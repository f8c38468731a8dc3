// Copyright 2023 ICON Foundation
//
// Licensed under the Apache License, Version 2.0 (the "License");
// you may not use this file except in compliance with the License.
// You may obtain a copy of the License at
//
// http://www.apache.org/licenses/LICENSE-2.0
//
// Unless required by applicable law or agreed to in writing, software
// distributed under the License is distributed on an "AS IS" BASIS,
// WITHOUT WARRANTIES OR CONDITIONS OF ANY KIND, either express or implied.
// See the License for the specific language governing permissions and
// limitations under the License.

//! Websocket subscriptions to the node's `/block` and `/event` endpoints.
//!
//! A subscription dials the HTTP endpoint with its scheme swapped to `ws`,
//! writes the request JSON, reads one status response, then streams typed
//! notifications to the handler until the peer closes, an error occurs or
//! the connection is closed through the client's connection table.

use std::sync::atomic::Ordering;

use futures::{SinkExt, StreamExt};
use serde::de::DeserializeOwned;
use serde::Serialize;
use tokio::net::TcpStream;
use tokio::sync::mpsc;
use tokio_tungstenite::tungstenite::protocol::frame::coding::CloseCode;
use tokio_tungstenite::tungstenite::protocol::CloseFrame;
use tokio_tungstenite::tungstenite::Message;
use tokio_tungstenite::{connect_async, MaybeTlsStream, WebSocketStream};

use btp_relayer_types::{BlockNotification, BlockRequest, EventNotification, EventRequest, WsResponse};
use btp_relayer_utils::{Error, Result};

use super::Client;

type WsStream = WebSocketStream<MaybeTlsStream<TcpStream>>;

/// What a subscription handler is called with: the post-handshake
/// initialization signal, a typed notification, or a transport error that
/// is about to terminate the stream.
#[derive(Debug)]
pub enum WsEvent<T> {
    /// The subscription handshake succeeded; notifications follow.
    Init,
    /// One streamed notification.
    Notification(T),
    /// The read loop failed; the subscription ends after this event.
    Err(Error),
}

/// Receives [`WsEvent`]s from a subscription. Returning an error stops the
/// subscription and surfaces that error from the monitor call.
#[async_trait::async_trait]
pub trait MonitorHandler<T>: Send {
    /// Handles the next event.
    async fn on_event(&mut self, event: WsEvent<T>) -> Result<()>;
}

impl Client {
    /// Streams block notifications from `/block`.
    pub async fn monitor_block<H>(&self, request: &BlockRequest, handler: &mut H) -> Result<()>
    where
        H: MonitorHandler<BlockNotification>,
    {
        self.monitor("/block", request, handler).await
    }

    /// Streams event notifications from `/event`.
    pub async fn monitor_event<H>(&self, request: &EventRequest, handler: &mut H) -> Result<()>
    where
        H: MonitorHandler<EventNotification>,
    {
        self.monitor("/event", request, handler).await
    }

    /// Dials `path`, performs the subscription handshake and pumps
    /// notifications into `handler` until the stream ends.
    pub async fn monitor<Req, Resp, H>(
        &self,
        path: &str,
        request: &Req,
        handler: &mut H,
    ) -> Result<()>
    where
        Req: Serialize + Sync,
        Resp: DeserializeOwned + Send,
        H: MonitorHandler<Resp>,
    {
        let url = self.ws_endpoint(path);
        let (mut stream, _) = connect_async(url.as_str())
            .await
            .map_err(|_| Error::WsConnectFail)?;

        let key = self.register_connection(&stream);
        let close_rx = {
            let (close_tx, close_rx) = mpsc::channel::<()>(1);
            self.conns.lock().insert(key.clone(), close_tx);
            close_rx
        };

        let result = monitor_loop(&mut stream, request, handler, close_rx).await;

        tracing::debug!(conn = %key, "monitor finish");
        self.conns.lock().remove(&key);
        let _ = stream
            .close(Some(CloseFrame {
                code: CloseCode::Normal,
                reason: "".into(),
            }))
            .await;
        result
    }

    /// Closes every registered subscription; their monitor calls return
    /// without error.
    pub fn close_all_monitors(&self) {
        let conns = std::mem::take(&mut *self.conns.lock());
        for (key, close_tx) in conns {
            tracing::debug!(conn = %key, "close monitor");
            let _ = close_tx.try_send(());
        }
    }

    fn ws_endpoint(&self, path: &str) -> String {
        // swap only the scheme prefix: http -> ws, https -> wss
        let mut url = self.endpoint.to_string().replacen("http", "ws", 1);
        url.push_str(path);
        url
    }

    fn register_connection(&self, stream: &WsStream) -> String {
        let local_addr = match stream.get_ref() {
            MaybeTlsStream::Plain(tcp) => tcp.local_addr().ok(),
            _ => None,
        };
        match local_addr {
            Some(addr) => addr.to_string(),
            None => format!("conn-{}", self.next_conn_id.fetch_add(1, Ordering::Relaxed)),
        }
    }
}

async fn monitor_loop<Req, Resp, H>(
    stream: &mut WsStream,
    request: &Req,
    handler: &mut H,
    mut close_rx: mpsc::Receiver<()>,
) -> Result<()>
where
    Req: Serialize + Sync,
    Resp: DeserializeOwned + Send,
    H: MonitorHandler<Resp>,
{
    stream
        .send(Message::Text(serde_json::to_string(request)?))
        .await?;

    let response: WsResponse = loop {
        match stream.next().await {
            Some(Ok(Message::Text(text))) => break serde_json::from_str(&text)?,
            Some(Ok(Message::Ping(payload))) => stream.send(Message::Pong(payload)).await?,
            Some(Ok(Message::Close(_))) | None => return Err(Error::WsConnectFail),
            Some(Err(err)) => return Err(err.into()),
            Some(Ok(_)) => {}
        }
    };
    if response.code != 0 {
        return Err(Error::WsInvalidResponse {
            code: response.code,
            message: response.message,
        });
    }

    handler.on_event(WsEvent::Init).await?;

    loop {
        tokio::select! {
            _ = close_rx.recv() => return Ok(()),
            message = stream.next() => match message {
                Some(Ok(Message::Text(text))) => match serde_json::from_str::<Resp>(&text) {
                    Ok(notification) => handler.on_event(WsEvent::Notification(notification)).await?,
                    Err(err) => {
                        let reason = err.to_string();
                        let _ = handler.on_event(WsEvent::Err(err.into())).await;
                        return Err(Error::WsRead(reason));
                    }
                },
                Some(Ok(Message::Ping(payload))) => stream.send(Message::Pong(payload)).await?,
                // a close frame from the peer is plain end-of-stream
                Some(Ok(Message::Close(_))) | None => return Ok(()),
                Some(Err(err)) => {
                    let reason = err.to_string();
                    let _ = handler.on_event(WsEvent::Err(err.into())).await;
                    return Err(Error::WsRead(reason));
                }
                Some(Ok(_)) => {}
            }
        }
    }
}

#[cfg(test)]
mod tests {
    use super::*;

    #[test]
    fn ws_endpoint_swaps_scheme_only() {
        let client = Client::new("http://node:9080/api/v3").unwrap();
        assert_eq!(client.ws_endpoint("/block"), "ws://node:9080/api/v3/block");

        let tls = Client::new("https://node/api/v3").unwrap();
        assert_eq!(tls.ws_endpoint("/event"), "wss://node/api/v3/event");
    }
}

(The task)
Filter the entries and copy each line with "MonitorHandler".

(Problem solution)
pub trait MonitorHandler<T>: Send {
        H: MonitorHandler<BlockNotification>,
        H: MonitorHandler<EventNotification>,
        H: MonitorHandler<Resp>,
    H: MonitorHandler<Resp>,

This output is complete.